At mid-year mark I find myself at crossroads. No, I do not mean my own self, but rather my view of SPX and its immediate direction.
For starters, I am just a no non-sense trader. When I get a signal I take the trade, put a stop and target in, and leave the thing alone. But boy oh boy, I swear it has not been easy last couple of weeks. Just as I thought market should ramp up into 1375 - 1400, it dove, triggering my trailing stop on stinky Philly Fed. A hefty profit was made, nonetheless. Then I thought perhaps the trading range is in order. That quickly got demolished by the close above June 19th high, triggering my long entry. So now I am back at it, and to be frank, not loving the market at all. Reluctant long, I am looking to be a bear shortly. I can feel it around the corner, days, hours, minutes away. You are not going to hear a love story here - this market does not appeal to me.

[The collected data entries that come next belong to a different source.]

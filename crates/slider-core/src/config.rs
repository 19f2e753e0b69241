//! Timing and gesture configuration
//!
//! Every value here is UI-feel tuning. Containers may override any subset
//! with a JSON object in their config attribute, e.g.
//! `{"transitionMs": 400, "swipeThresholdPx": 30}`.

use serde::{Deserialize, Serialize};

use crate::error::SliderError;

/// Duration of the animated track transition in milliseconds
pub const TRANSITION_DURATION_MS: u32 = 300;

/// Extra time after the animation before the carousel is idle again
pub const SETTLE_MARGIN_MS: u32 = 50;

/// Settle delay after an immediate (non-animated) move
pub const IMMEDIATE_SETTLE_MS: u32 = 50;

/// Delay before the backstop task forces the carousel back to idle
pub const BACKSTOP_MS: u32 = 1000;

/// Minimum horizontal travel (exclusive) for a swipe or drag to navigate
pub const SWIPE_THRESHOLD_PX: f64 = 50.0;

/// Minimum spacing between two wheel-driven moves
pub const WHEEL_THROTTLE_MS: u32 = 300;

/// Layout settle delay between image readiness and height measurement
pub const HEIGHT_SETTLE_MS: u32 = 100;

/// Delay of the second first-paint resync after mounting
pub const INITIAL_RESYNC_MS: u32 = 200;

/// Carousel configuration
#[derive(Clone, Debug, PartialEq, Serialize, Deserialize)]
#[serde(default, rename_all = "camelCase")]
pub struct SliderConfig {
    /// Animated transition duration
    pub transition_ms: u32,
    /// Margin added to `transition_ms` before settling
    pub settle_margin_ms: u32,
    /// Settle delay after an immediate move
    pub immediate_settle_ms: u32,
    /// Backstop delay
    pub backstop_ms: u32,
    /// Swipe / drag threshold in CSS pixels
    pub swipe_threshold_px: f64,
    /// Wheel throttle window
    pub wheel_throttle_ms: u32,
    /// Height measurement settle delay
    pub height_settle_ms: u32,
    /// First-paint resync delay
    pub initial_resync_ms: u32,
    /// CSS timing function of the track transition
    pub easing: String,
}

impl Default for SliderConfig {
    fn default() -> Self {
        Self {
            transition_ms: TRANSITION_DURATION_MS,
            settle_margin_ms: SETTLE_MARGIN_MS,
            immediate_settle_ms: IMMEDIATE_SETTLE_MS,
            backstop_ms: BACKSTOP_MS,
            swipe_threshold_px: SWIPE_THRESHOLD_PX,
            wheel_throttle_ms: WHEEL_THROTTLE_MS,
            height_settle_ms: HEIGHT_SETTLE_MS,
            initial_resync_ms: INITIAL_RESYNC_MS,
            easing: "ease-in-out".to_string(),
        }
    }
}

impl SliderConfig {
    /// Parse a (possibly partial) JSON override on top of the defaults
    pub fn from_json(json: &str) -> Result<Self, SliderError> {
        let config: SliderConfig =
            serde_json::from_str(json).map_err(|e| SliderError::Config(e.to_string()))?;
        config.validate()?;
        Ok(config)
    }

    /// Reject values that would break the in-transit guarantees
    pub fn validate(&self) -> Result<(), SliderError> {
        if self.transition_ms == 0 {
            return Err(SliderError::Config("transitionMs must be positive".to_string()));
        }
        if self.immediate_settle_ms == 0 {
            return Err(SliderError::Config("immediateSettleMs must be positive".to_string()));
        }
        if !(self.swipe_threshold_px.is_finite() && self.swipe_threshold_px >= 0.0) {
            return Err(SliderError::Config(
                "swipeThresholdPx must be a non-negative number".to_string(),
            ));
        }
        let slowest_settle = self.animated_settle_ms().max(self.immediate_settle_ms);
        if self.backstop_ms <= slowest_settle {
            return Err(SliderError::Config(format!(
                "backstopMs ({}) must exceed the settle delay ({})",
                self.backstop_ms, slowest_settle
            )));
        }
        if self.easing.trim().is_empty() {
            return Err(SliderError::Config("easing must not be empty".to_string()));
        }
        Ok(())
    }

    /// Settle delay after an animated move
    #[inline]
    pub fn animated_settle_ms(&self) -> u32 {
        self.transition_ms.saturating_add(self.settle_margin_ms)
    }

    /// CSS `transition` value for the track, e.g. `transform 0.3s ease-in-out`
    pub fn transition_css(&self) -> String {
        format!(
            "transform {}s {}",
            self.transition_ms as f64 / 1000.0,
            self.easing
        )
    }
}

#[cfg(test)]
mod tests {
    use super::*;

    #[test]
    fn test_defaults() {
        let config = SliderConfig::default();
        assert_eq!(config.transition_ms, 300);
        assert_eq!(config.animated_settle_ms(), 350);
        assert_eq!(config.backstop_ms, 1000);
        assert!((config.swipe_threshold_px - 50.0).abs() < 0.001);
        assert!(config.validate().is_ok());
    }

    #[test]
    fn test_transition_css() {
        assert_eq!(SliderConfig::default().transition_css(), "transform 0.3s ease-in-out");

        let config = SliderConfig {
            transition_ms: 450,
            easing: "linear".to_string(),
            ..Default::default()
        };
        assert_eq!(config.transition_css(), "transform 0.45s linear");
    }

    #[test]
    fn test_partial_json_override() {
        let config = SliderConfig::from_json(r#"{"transitionMs": 400, "swipeThresholdPx": 30}"#)
            .unwrap();
        assert_eq!(config.transition_ms, 400);
        assert!((config.swipe_threshold_px - 30.0).abs() < 0.001);
        // untouched fields keep their defaults
        assert_eq!(config.wheel_throttle_ms, WHEEL_THROTTLE_MS);
        assert_eq!(config.easing, "ease-in-out");
    }

    #[test]
    fn test_invalid_json_rejected() {
        let err = SliderConfig::from_json("{not json").unwrap_err();
        assert!(matches!(err, SliderError::Config(_)));
    }

    #[test]
    fn test_backstop_must_exceed_settle() {
        let err = SliderConfig::from_json(r#"{"transitionMs": 900, "backstopMs": 900}"#)
            .unwrap_err();
        assert!(matches!(err, SliderError::Config(_)));
    }

    #[test]
    fn test_zero_transition_rejected() {
        let config = SliderConfig {
            transition_ms: 0,
            ..Default::default()
        };
        assert!(config.validate().is_err());
    }
}
//! Uniform height computation
//!
//! A measurement run goes: `begin` → `expect(n images)` → `settle_one` per
//! loaded or failed image → settle delay → measure → `record`. Every run has
//! a generation so completions from a run superseded by a resize are ignored.

/// Tallest positive height, or `None` if nothing could be measured
pub fn max_height<I>(heights: I) -> Option<f64>
where
    I: IntoIterator<Item = Option<f64>>,
{
    heights
        .into_iter()
        .flatten()
        .filter(|h| h.is_finite() && *h > 0.0)
        .max_by(|a, b| a.total_cmp(b))
}

/// Tracks image readiness and the last applied height
#[derive(Clone, Debug, Default)]
pub struct HeightRun {
    generation: u64,
    /// Images still loading in the current run, `None` before `expect`
    pending: Option<usize>,
    measured: Option<f64>,
}

impl HeightRun {
    /// Create an idle run tracker
    pub fn new() -> Self {
        Self::default()
    }

    /// Start a new run, superseding any earlier one
    pub fn begin(&mut self) -> u64 {
        self.generation += 1;
        self.pending = None;
        self.generation
    }

    /// Check whether `generation` is the current run
    #[inline]
    pub fn is_current(&self, generation: u64) -> bool {
        generation == self.generation
    }

    /// Declare how many images the run waits for.
    ///
    /// Returns true if the run is already ready (no images).
    pub fn expect(&mut self, generation: u64, images: usize) -> bool {
        if !self.is_current(generation) {
            return false;
        }
        self.pending = Some(images);
        images == 0
    }

    /// One image loaded or failed.
    ///
    /// Returns true exactly once per run, when the last image settles.
    pub fn settle_one(&mut self, generation: u64) -> bool {
        if !self.is_current(generation) {
            return false;
        }
        match self.pending {
            Some(n) if n > 0 => {
                self.pending = Some(n - 1);
                n == 1
            }
            _ => false,
        }
    }

    /// Store the result of a measurement.
    ///
    /// Returns the shared height to apply, or `None` if the run is stale or
    /// no slide had a measurable content element.
    pub fn record<I>(&mut self, generation: u64, heights: I) -> Option<f64>
    where
        I: IntoIterator<Item = Option<f64>>,
    {
        if !self.is_current(generation) {
            return None;
        }
        self.pending = None;
        let height = max_height(heights)?;
        self.measured = Some(height);
        Some(height)
    }

    /// Last applied shared height
    #[inline]
    pub fn measured(&self) -> Option<f64> {
        self.measured
    }
}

I am a very short-term renter of this long position, at best. My trailing stop is so tight, a mouse will not fit through. I just plain out do not trust any of this! My position is small, but will grow if 1380 - 1400 is taken out with a bang. I want the bears to bleed and scream foul in the process. I want a total bull domination and a complete backing of economic numbers, Q2 earnings, and other important fundamentals and technicals. Guess what? I do not expect any of that (probably the reason why SPX is climbing higher). All I think this latest rally is - a perceived end of Eurogeddon and a QE3 front running.
Yet I do not want to argue with the tape here. For whatever reason - the market is going up, and dragging me up with it. At least I have my charts to thank for being on the correct side. Meanwhile, reports like yesterday's ISM Mfg Index will give me a major heartburn. Reluctant long I will remain, until... to be updated.
Happy 4th of July to my American readers!